→ Dataset entries:
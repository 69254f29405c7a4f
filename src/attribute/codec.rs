//! Attribute value encoding.
//!
//! Attribute values are strings. `null` is reflected as "no attribute" and
//! non-strings as JSON. Strings are reflected verbatim unless their text
//! would itself parse as JSON (`"5"`, `"null"`, `"true"`), in which case they
//! are quoted so they come back as strings. Parsing is best-effort: JSON
//! first, then the raw text as a string.

use serde::de::DeserializeOwned;
use serde::Serialize;
use serde_json::Value;

/// Serialize a property value into its attribute text. `None` means the
/// attribute should be absent.
pub fn stringify<T: Serialize>(value: &T) -> Option<String> {
    match serde_json::to_value(value).ok()? {
        Value::Null => None,
        Value::String(s) if serde_json::from_str::<Value>(&s).is_err() => Some(s),
        Value::String(s) => serde_json::to_string(&s).ok(),
        other => Some(other.to_string()),
    }
}

/// Recover a property value from attribute text.
pub fn parse<T: DeserializeOwned>(raw: &str) -> Result<T, serde_json::Error> {
    if let Ok(json) = serde_json::from_str::<Value>(raw) {
        if let Ok(value) = serde_json::from_value::<T>(json) {
            return Ok(value);
        }
    }
    serde_json::from_value(Value::String(raw.to_owned()))
}

/// Recover the value for a removed attribute, if the type admits one.
pub fn parse_absent<T: DeserializeOwned>() -> Option<T> {
    serde_json::from_value(Value::Null).ok()
}
//! Event system: a block-scoped publish/subscribe bus.
//!
//! [`EventBus`] buckets [`Listener`]s by block key and event name. A model
//! bound to the bus supplies the default block key.

pub mod bus;

pub use bus::{EventBus, Listener};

→ What this task involves: For each line of the data that includes the word "they", return a copy of it.

→ Response box:
//! would itself parse as JSON (`"5"`, `"null"`, `"true"`), in which case they
//! are quoted so they come back as strings. Parsing is best-effort: JSON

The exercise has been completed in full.